-- Dataset follows --

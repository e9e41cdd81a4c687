//! Strict decoding of request bodies and path ids.
//!
//! Ids must be positive JSON integers and `present` a JSON boolean; strings,
//! floats and numeric truthiness are rejected with a field error.

use clubgest_core::{PlayerId, SessionId, ValidationErrors};
use serde::de::DeserializeOwned;
use serde_json::{Map, Value};

/// Body of `POST /attendance`.
#[derive(Debug, Clone, Copy, PartialEq, Eq)]
pub struct RecordAttendanceRequest {
    pub player_id: PlayerId,
    pub session_id: SessionId,
    pub present: bool,
}

pub fn parse_record_attendance(body: &[u8]) -> Result<RecordAttendanceRequest, ValidationErrors> {
    let object = json_object(body)?;
    let mut errors = ValidationErrors::new();
    let player_id = required_id(&object, "playerId", &mut errors);
    let session_id = required_id(&object, "sessionId", &mut errors);
    let present = required_bool(&object, "present", &mut errors);
    reject_unknown(&object, &["playerId", "sessionId", "present"], &mut errors);

    match (player_id, session_id, present) {
        (Some(player_id), Some(session_id), Some(present)) if errors.is_empty() => {
            Ok(RecordAttendanceRequest {
                player_id,
                session_id,
                present,
            })
        }
        _ => Err(errors),
    }
}

/// Body of `PATCH /attendance/{playerId}/{sessionId}`.
pub fn parse_update_attendance(body: &[u8]) -> Result<bool, ValidationErrors> {
    parse_flag(body, "present")
}

/// Body of `PATCH /sessions/{id}/active`.
pub fn parse_session_active(body: &[u8]) -> Result<bool, ValidationErrors> {
    parse_flag(body, "active")
}

fn parse_flag(body: &[u8], field: &str) -> Result<bool, ValidationErrors> {
    let object = json_object(body)?;
    let mut errors = ValidationErrors::new();
    let value = required_bool(&object, field, &mut errors);
    reject_unknown(&object, &[field], &mut errors);
    match value {
        Some(value) if errors.is_empty() => Ok(value),
        _ => Err(errors),
    }
}

/// Parses a path segment as a positive decimal id.
pub fn parse_path_id(field: &str, raw: &str) -> Result<i64, ValidationErrors> {
    if raw.is_empty() || !raw.bytes().all(|byte| byte.is_ascii_digit()) {
        return Err(ValidationErrors::single(
            field,
            "must be a positive integer",
        ));
    }
    match raw.parse::<i64>() {
        Ok(id) if id > 0 => Ok(id),
        Ok(_) => Err(ValidationErrors::single(field, "must be a positive integer")),
        Err(_) => Err(ValidationErrors::single(field, "is out of range")),
    }
}

/// Decodes a typed roster payload, reporting serde failures under `body`.
pub fn parse_json<T: DeserializeOwned>(body: &[u8]) -> Result<T, ValidationErrors> {
    serde_json::from_slice(body).map_err(|err| ValidationErrors::single("body", err.to_string()))
}

fn json_object(body: &[u8]) -> Result<Map<String, Value>, ValidationErrors> {
    match serde_json::from_slice::<Value>(body) {
        Ok(Value::Object(object)) => Ok(object),
        Ok(_) => Err(ValidationErrors::single("body", "must be a JSON object")),
        Err(err) => Err(ValidationErrors::single(
            "body",
            format!("is not valid JSON: {err}"),
        )),
    }
}

fn required_id(
    object: &Map<String, Value>,
    field: &str,
    errors: &mut ValidationErrors,
) -> Option<i64> {
    match object.get(field) {
        None | Some(Value::Null) => {
            errors.push(field, "is required");
            None
        }
        Some(Value::Number(number)) => match number.as_i64() {
            Some(id) if id > 0 => Some(id),
            _ => {
                errors.push(field, "must be a positive integer");
                None
            }
        },
        Some(_) => {
            errors.push(field, "must be a positive integer");
            None
        }
    }
}

fn required_bool(
    object: &Map<String, Value>,
    field: &str,
    errors: &mut ValidationErrors,
) -> Option<bool> {
    match object.get(field) {
        None | Some(Value::Null) => {
            errors.push(field, "is required");
            None
        }
        Some(Value::Bool(value)) => Some(*value),
        Some(_) => {
            errors.push(field, "must be a boolean");
            None
        }
    }
}

fn reject_unknown(object: &Map<String, Value>, known: &[&str], errors: &mut ValidationErrors) {
    for key in object.keys().filter(|key| !known.contains(&key.as_str())) {
        errors.push(key.as_str(), "is not a recognized field");
    }
}

#[cfg(test)]
mod tests {
    use super::*;

    fn fields(errors: &ValidationErrors) -> Vec<&str> {
        errors.fields().iter().map(|error| error.field.as_str()).collect()
    }

    #[test]
    fn record_body_accepts_strict_types() {
        let parsed = parse_record_attendance(br#"{"playerId":3,"sessionId":8,"present":false}"#)
            .expect("valid body");
        assert_eq!(
            parsed,
            RecordAttendanceRequest {
                player_id: 3,
                session_id: 8,
                present: false
            }
        );
    }

    #[test]
    fn record_body_collects_every_bad_field() {
        let errors = parse_record_attendance(br#"{"playerId":"3","sessionId":1.5,"present":1}"#)
            .expect_err("loose types are rejected");
        assert_eq!(fields(&errors), ["playerId", "sessionId", "present"]);
    }

    #[test]
    fn record_body_rejects_non_positive_and_missing() {
        let errors =
            parse_record_attendance(br#"{"playerId":0,"present":true}"#).expect_err("invalid");
        assert_eq!(fields(&errors), ["playerId", "sessionId"]);
    }

    #[test]
    fn non_object_and_malformed_bodies_fail_on_body() {
        for body in [&b"[1,2]"[..], b"not json", b""] {
            let errors = parse_record_attendance(body).expect_err("rejected");
            assert_eq!(fields(&errors), ["body"]);
        }
    }

    #[test]
    fn update_body_requires_boolean_present() {
        assert_eq!(parse_update_attendance(br#"{"present":true}"#), Ok(true));
        let errors = parse_update_attendance(br#"{"present":"false"}"#).expect_err("string");
        assert_eq!(fields(&errors), ["present"]);
        let errors =
            parse_update_attendance(br#"{"present":true,"note":"late"}"#).expect_err("extra");
        assert_eq!(fields(&errors), ["note"]);
    }

    #[test]
    fn session_active_body_requires_boolean_active() {
        assert_eq!(parse_session_active(br#"{"active":false}"#), Ok(false));
        let errors = parse_session_active(br#"{"present":false}"#).expect_err("wrong key");
        assert_eq!(fields(&errors), ["active", "present"]);
    }

    #[test]
    fn path_ids_must_be_positive_decimals() {
        assert_eq!(parse_path_id("playerId", "42"), Ok(42));
        for raw in ["0", "-1", "+5", "abc", "1.0", ""] {
            assert!(parse_path_id("playerId", raw).is_err(), "{raw} accepted");
        }
        assert!(parse_path_id("playerId", "99999999999999999999").is_err());
    }
}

-- Dataset concluded --

**Action item**
What is wanted is the complete set of entries, returned verbatim.

**Task answer**
repository e9e41cdd81a4c687
//! Strict decoding of request bodies and path ids.
//!
//! Ids must be positive JSON integers and `present` a JSON boolean; strings,
//! floats and numeric truthiness are rejected with a field error.

use clubgest_core::{PlayerId, SessionId, ValidationErrors};
use serde::de::DeserializeOwned;
use serde_json::{Map, Value};

/// Body of `POST /attendance`.
#[derive(Debug, Clone, Copy, PartialEq, Eq)]
pub struct RecordAttendanceRequest {
    pub player_id: PlayerId,
    pub session_id: SessionId,
    pub present: bool,
}

pub fn parse_record_attendance(body: &[u8]) -> Result<RecordAttendanceRequest, ValidationErrors> {
    let object = json_object(body)?;
    let mut errors = ValidationErrors::new();
    let player_id = required_id(&object, "playerId", &mut errors);
    let session_id = required_id(&object, "sessionId", &mut errors);
    let present = required_bool(&object, "present", &mut errors);
    reject_unknown(&object, &["playerId", "sessionId", "present"], &mut errors);

    match (player_id, session_id, present) {
        (Some(player_id), Some(session_id), Some(present)) if errors.is_empty() => {
            Ok(RecordAttendanceRequest {
                player_id,
                session_id,
                present,
            })
        }
        _ => Err(errors),
    }
}

/// Body of `PATCH /attendance/{playerId}/{sessionId}`.
pub fn parse_update_attendance(body: &[u8]) -> Result<bool, ValidationErrors> {
    parse_flag(body, "present")
}

/// Body of `PATCH /sessions/{id}/active`.
pub fn parse_session_active(body: &[u8]) -> Result<bool, ValidationErrors> {
    parse_flag(body, "active")
}

fn parse_flag(body: &[u8], field: &str) -> Result<bool, ValidationErrors> {
    let object = json_object(body)?;
    let mut errors = ValidationErrors::new();
    let value = required_bool(&object, field, &mut errors);
    reject_unknown(&object, &[field], &mut errors);
    match value {
        Some(value) if errors.is_empty() => Ok(value),
        _ => Err(errors),
    }
}

/// Parses a path segment as a positive decimal id.
pub fn parse_path_id(field: &str, raw: &str) -> Result<i64, ValidationErrors> {
    if raw.is_empty() || !raw.bytes().all(|byte| byte.is_ascii_digit()) {
        return Err(ValidationErrors::single(
            field,
            "must be a positive integer",
        ));
    }
    match raw.parse::<i64>() {
        Ok(id) if id > 0 => Ok(id),
        Ok(_) => Err(ValidationErrors::single(field, "must be a positive integer")),
        Err(_) => Err(ValidationErrors::single(field, "is out of range")),
    }
}

/// Decodes a typed roster payload, reporting serde failures under `body`.
pub fn parse_json<T: DeserializeOwned>(body: &[u8]) -> Result<T, ValidationErrors> {
    serde_json::from_slice(body).map_err(|err| ValidationErrors::single("body", err.to_string()))
}

fn json_object(body: &[u8]) -> Result<Map<String, Value>, ValidationErrors> {
    match serde_json::from_slice::<Value>(body) {
        Ok(Value::Object(object)) => Ok(object),
        Ok(_) => Err(ValidationErrors::single("body", "must be a JSON object")),
        Err(err) => Err(ValidationErrors::single(
            "body",
            format!("is not valid JSON: {err}"),
        )),
    }
}

fn required_id(
    object: &Map<String, Value>,
    field: &str,
    errors: &mut ValidationErrors,
) -> Option<i64> {
    match object.get(field) {
        None | Some(Value::Null) => {
            errors.push(field, "is required");
            None
        }
        Some(Value::Number(number)) => match number.as_i64() {
            Some(id) if id > 0 => Some(id),
            _ => {
                errors.push(field, "must be a positive integer");
                None
            }
        },
        Some(_) => {
            errors.push(field, "must be a positive integer");
            None
        }
    }
}

fn required_bool(
    object: &Map<String, Value>,
    field: &str,
    errors: &mut ValidationErrors,
) -> Option<bool> {
    match object.get(field) {
        None | Some(Value::Null) => {
            errors.push(field, "is required");
            None
        }
        Some(Value::Bool(value)) => Some(*value),
        Some(_) => {
            errors.push(field, "must be a boolean");
            None
        }
    }
}

fn reject_unknown(object: &Map<String, Value>, known: &[&str], errors: &mut ValidationErrors) {
    for key in object.keys().filter(|key| !known.contains(&key.as_str())) {
        errors.push(key.as_str(), "is not a recognized field");
    }
}

#[cfg(test)]
mod tests {
    use super::*;

    fn fields(errors: &ValidationErrors) -> Vec<&str> {
        errors.fields().iter().map(|error| error.field.as_str()).collect()
    }

    #[test]
    fn record_body_accepts_strict_types() {
        let parsed = parse_record_attendance(br#"{"playerId":3,"sessionId":8,"present":false}"#)
            .expect("valid body");
        assert_eq!(
            parsed,
            RecordAttendanceRequest {
                player_id: 3,
                session_id: 8,
                present: false
            }
        );
    }

    #[test]
    fn record_body_collects_every_bad_field() {
        let errors = parse_record_attendance(br#"{"playerId":"3","sessionId":1.5,"present":1}"#)
            .expect_err("loose types are rejected");
        assert_eq!(fields(&errors), ["playerId", "sessionId", "present"]);
    }

    #[test]
    fn record_body_rejects_non_positive_and_missing() {
        let errors =
            parse_record_attendance(br#"{"playerId":0,"present":true}"#).expect_err("invalid");
        assert_eq!(fields(&errors), ["playerId", "sessionId"]);
    }

    #[test]
    fn non_object_and_malformed_bodies_fail_on_body() {
        for body in [&b"[1,2]"[..], b"not json", b""] {
            let errors = parse_record_attendance(body).expect_err("rejected");
            assert_eq!(fields(&errors), ["body"]);
        }
    }

    #[test]
    fn update_body_requires_boolean_present() {
        assert_eq!(parse_update_attendance(br#"{"present":true}"#), Ok(true));
        let errors = parse_update_attendance(br#"{"present":"false"}"#).expect_err("string");
        assert_eq!(fields(&errors), ["present"]);
        let errors =
            parse_update_attendance(br#"{"present":true,"note":"late"}"#).expect_err("extra");
        assert_eq!(fields(&errors), ["note"]);
    }

    #[test]
    fn session_active_body_requires_boolean_active() {
        assert_eq!(parse_session_active(br#"{"active":false}"#), Ok(false));
        let errors = parse_session_active(br#"{"present":false}"#).expect_err("wrong key");
        assert_eq!(fields(&errors), ["active", "present"]);
    }

    #[test]
    fn path_ids_must_be_positive_decimals() {
        assert_eq!(parse_path_id("playerId", "42"), Ok(42));
        for raw in ["0", "-1", "+5", "abc", "1.0", ""] {
            assert!(parse_path_id("playerId", raw).is_err(), "{raw} accepted");
        }
        assert!(parse_path_id("playerId", "99999999999999999999").is_err());
    }
}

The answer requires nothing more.